Un furtivo maratoneta dall'atlantico


Era il giorno dopo ferragosto dell’estate del 2016, si era deciso insieme alla solita comitiva di amici, di fare un tuffo e un po’ di snorkneling in località Mangiabarche, sull’isola di Sant’Antioco.

 L’idea era quella di fare una nuotata sino al faro del sito omonimo, il nome non era stato scelto a caso. Questo tratto di costa è particolarmente insidioso per alcune secche e per il Maestrale che può spingerti come niente sugli scogli, quando soffia davvero. Il faro è spesso il soggetto di molti fotografi sia con il mare calmo che in tempesta, da qui il nome: “Mangiabarche”.

Sebbene credo che oggi il faro non sia più operativo, la sua presenza è comunque un monito, sul luogo si trovano ancora i resti di una postazione della contraerea della seconda guerra mondiale. Ero piuttosto stanco a dire il vero, mi ero immerso al mattino, quindi armato di rete maschera, pinne e coltello avevo deciso di farmi un giretto tra gli scogli a “Far Patelle”, lasciando agli altri il vezzo di raggiungere la roccia del faro, rischiando di farsi travolgere dai soliti diportisti estivi improvvisati (il cielo li strafulmini!).

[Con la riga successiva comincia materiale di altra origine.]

//! Value converters and computed-field builders for trip cleaning

use crate::error::ConvertError;
use crate::table::{Record, Value};
use chrono::NaiveDateTime;
use regex::Regex;
use tracing::warn;

/// Output format of [`as_iso_datetime`]; seconds are always zeroed.
pub const ISO_MINUTE_FORMAT: &str = "%Y-%m-%d %H:%M:00";

/// Input format of the CMT datetime columns
pub const CMT_DATETIME_FORMAT: &str = "%m/%d/%Y %H:%M";

/// Render a money amount with two decimals.
///
/// A leading `$` and surrounding whitespace are tolerated. Missing values
/// stay null.
pub fn as_money(value: Value) -> Result<Value, ConvertError> {
    if value.is_missing() {
        return Ok(Value::Null);
    }
    let amount = match &value {
        Value::Str(s) => s
            .trim()
            .trim_start_matches('$')
            .trim()
            .parse::<f64>()
            .map_err(|_| ConvertError::new(format!("not a money amount: {s:?}")))?,
        other => other
            .as_f64()
            .ok_or_else(|| ConvertError::new(format!("not a money amount: {other}")))?,
    };
    Ok(Value::Str(format!("{amount:.2}")))
}

/// Converter reformatting datetimes from `input_format` to
/// `YYYY-MM-DD HH:MM:00`. Values that do not parse are passed through
/// unchanged (with a warning when non-empty).
pub fn as_iso_datetime(input_format: &str) -> impl Fn(Value) -> Result<Value, ConvertError> {
    let input_format = input_format.to_string();
    move |value| {
        let Value::Str(s) = &value else {
            return Ok(value);
        };
        match NaiveDateTime::parse_from_str(s.trim(), &input_format) {
            Ok(dt) => Ok(Value::Str(dt.format(ISO_MINUTE_FORMAT).to_string())),
            Err(_) => {
                if !s.is_empty() {
                    warn!(value = %s, format = %input_format, "Could not parse date");
                }
                Ok(value)
            }
        }
    }
}

/// `CASH` → `Cash`, `CC CARD` → `Credit Card`; anything else unchanged.
pub fn normalize_payment_type(value: Value) -> Result<Value, ConvertError> {
    Ok(match value.as_str() {
        Some("CASH") => Value::from("Cash"),
        Some("CC CARD") => Value::from("Credit Card"),
        _ => value,
    })
}

/// Converter keeping the first `n` characters of string values.
pub fn truncate_chars(n: usize) -> impl Fn(Value) -> Result<Value, ConvertError> {
    move |value| {
        Ok(match value {
            Value::Str(s) if s.chars().count() > n => Value::Str(s.chars().take(n).collect()),
            other => other,
        })
    }
}

/// Computed field parsing `field` with `pattern`; null when it does not parse.
pub fn parse_datetime(field: &str, pattern: &str) -> impl Fn(&Record<'_>) -> Result<Value, ConvertError> {
    let field = field.to_string();
    let pattern = pattern.to_string();
    move |record: &Record<'_>| {
        let parsed = match record.field(&field)? {
            Value::DateTime(dt) => Some(*dt),
            Value::Str(s) => NaiveDateTime::parse_from_str(s.trim(), &pattern).ok(),
            _ => None,
        };
        Ok(parsed.into())
    }
}

/// Computed field returning capture `group` of `pattern` searched in
/// `field`, or null when there is no match.
pub fn rematch(
    pattern: &str,
    field: &str,
    group: usize,
) -> Result<impl Fn(&Record<'_>) -> Result<Value, ConvertError>, regex::Error> {
    let re = Regex::new(pattern)?;
    let field = field.to_string();
    Ok(move |record: &Record<'_>| {
        let text = record.field(&field)?.to_text();
        Ok(re
            .captures(&text)
            .and_then(|c| c.get(group))
            .map(|m| Value::from(m.as_str()))
            .into())
    })
}

#[cfg(test)]
#[allow(clippy::unwrap_used, clippy::expect_used)]
mod tests {
    use super::*;
    use crate::table::Header;

    #[test]
    fn test_as_money() {
        assert_eq!(as_money("12".into()).unwrap(), Value::from("12.00"));
        assert_eq!(as_money(" $3.4 ".into()).unwrap(), Value::from("3.40"));
        assert_eq!(as_money(Value::Float(0.5)).unwrap(), Value::from("0.50"));
        assert_eq!(as_money("".into()).unwrap(), Value::Null);
        assert!(as_money("free".into()).is_err());
    }

    #[test]
    fn test_as_iso_datetime() {
        let convert = as_iso_datetime(CMT_DATETIME_FORMAT);
        assert_eq!(
            convert("10/03/2014 22:05".into()).unwrap(),
            Value::from("2014-10-03 22:05:00")
        );
        assert_eq!(convert("garbage".into()).unwrap(), Value::from("garbage"));
        assert_eq!(convert("".into()).unwrap(), Value::from(""));
    }

    #[test]
    fn test_payment_and_truncate() {
        assert_eq!(normalize_payment_type("CASH".into()).unwrap(), Value::from("Cash"));
        assert_eq!(
            normalize_payment_type("CC CARD".into()).unwrap(),
            Value::from("Credit Card")
        );
        assert_eq!(normalize_payment_type("Other".into()).unwrap(), Value::from("Other"));

        let trunc = truncate_chars(19);
        assert_eq!(
            trunc("2014-10-03 22:05:00.000".into()).unwrap(),
            Value::from("2014-10-03 22:05:00")
        );
        assert_eq!(trunc(Value::Null).unwrap(), Value::Null);
    }

    #[test]
    fn test_parse_datetime_and_rematch() {
        let header = Header::new(["Meter On Datetime", "Pickup Location"]).unwrap();
        let values = vec![
            Value::from("2014-10-03 22:05:00"),
            Value::from("1500 Market St, Philadelphia, PA 19102"),
        ];
        let record = Record::new(&header, &values);

        let dt = parse_datetime("Meter On Datetime", "%Y-%m-%d %H:%M:%S")(&record).unwrap();
        assert_eq!(dt.to_text(), "2014-10-03 22:05:00");

        let zip = rematch(r".*[^\d](\d+)$", "Pickup Location", 1).unwrap()(&record).unwrap();
        assert_eq!(zip, Value::from("19102"));

        let none = rematch(r"(\d{9})", "Pickup Location", 1).unwrap()(&record).unwrap();
        assert_eq!(none, Value::Null);

        let bad = parse_datetime("Meter Off Datetime", "%Y")(&record);
        assert!(bad.is_err());
    }
}
//! `taxitrips generalize` command implementation

use super::{read_table, report_row_stats, write_table};
use crate::config::Config;
use crate::error::Result;
use std::path::Path;
use std::sync::Arc;
use taxitrips_engine::pipeline::{self, PROGRESS_INTERVAL};
use taxitrips_engine::region::{RegionIndex, Resolver};
use taxitrips_engine::table::SourceStats;
use tracing::info;

/// Replace coordinates with region bins
pub fn run(config: &Config, input: &Path, regions: &Path, output: Option<&Path>) -> Result<()> {
    let schema = config.load_schema()?;
    let settings = &schema.generalize;
    let index = RegionIndex::load_path(regions, &settings.id_property)?.with_precision(settings.precision)?;
    let resolver = Resolver::new(Arc::new(index));

    let stats = SourceStats::new();
    let options = config.transform_options(stats.clone());
    let table = pipeline::generalize(&read_table(input, stats.clone())?, &resolver, settings, &options)?
        .progress("generalize", PROGRESS_INTERVAL);

    let rows = write_table(&table, output)?;
    report_row_stats("generalize", rows, &stats);

    let lookups = resolver.stats();
    info!(
        hits = lookups.hits,
        misses = lookups.misses,
        containment_tests = lookups.containment_tests,
        "Region lookups"
    );
    Ok(())
}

Si a me piacciono le patelle e la patella può essere degustata cruda o cotta (intera o sminuzzata) in una salsa con aglio, peperoncino, vino bianco e prezzemolo per condire la pasta, meglio se secca, tipo spaghetti o linguine. Lo so è un po’ duretta, rispetto alle vongole, ma io la trovo più saporita e comunque dovete sapere che malgrado le informazioni nutrizionali sui molluschi gasteropodi come la patella, siano piuttosto limitate a causa della scarsità di consumo su scala nazionale, il suo apporto energetico è moderato, attorno alle 100kcal.

La porzione di carboidrati raggiunge i 6g per 100g di parte edibile, così come per le proteine: 17,5g. I lipidi risultano scarsi, intorno agli 1-2g, ma non è possibile risalire ad informazioni più dettagliate sulla natura degli acidi grassi e sulla quantità di colesterolo.
Dal punto di vista micronutrizionale si evidenziano un ottimo apporto di ferro (oltre il 3%), fosforo, potassio e sodio. Sto scrivendo mentre si avvicina l’ora di cena...credo si noti. Avevo cominciato a scandagliare gli scogli alla mia sinistra risalengoli fin dove una complessa rete di massi creava delle pozze irregolari d’acqua profonda, l’ideale per pesci che si vogliono rintanare e sopratutto inaccessibili da terra a cusa della mancanza di accessi. In un apertura avevo avuto la fortuna di trovare in bellavista una conchiglia disabitata di Erosaria spurca (Linnaeus, 1758) cosa che all’inizio, mi aveva sorpreso non poco, visto che era un assolato pomeriggio, quel tratto non era in ombra e le cipree sono notoriamente fotofobiche.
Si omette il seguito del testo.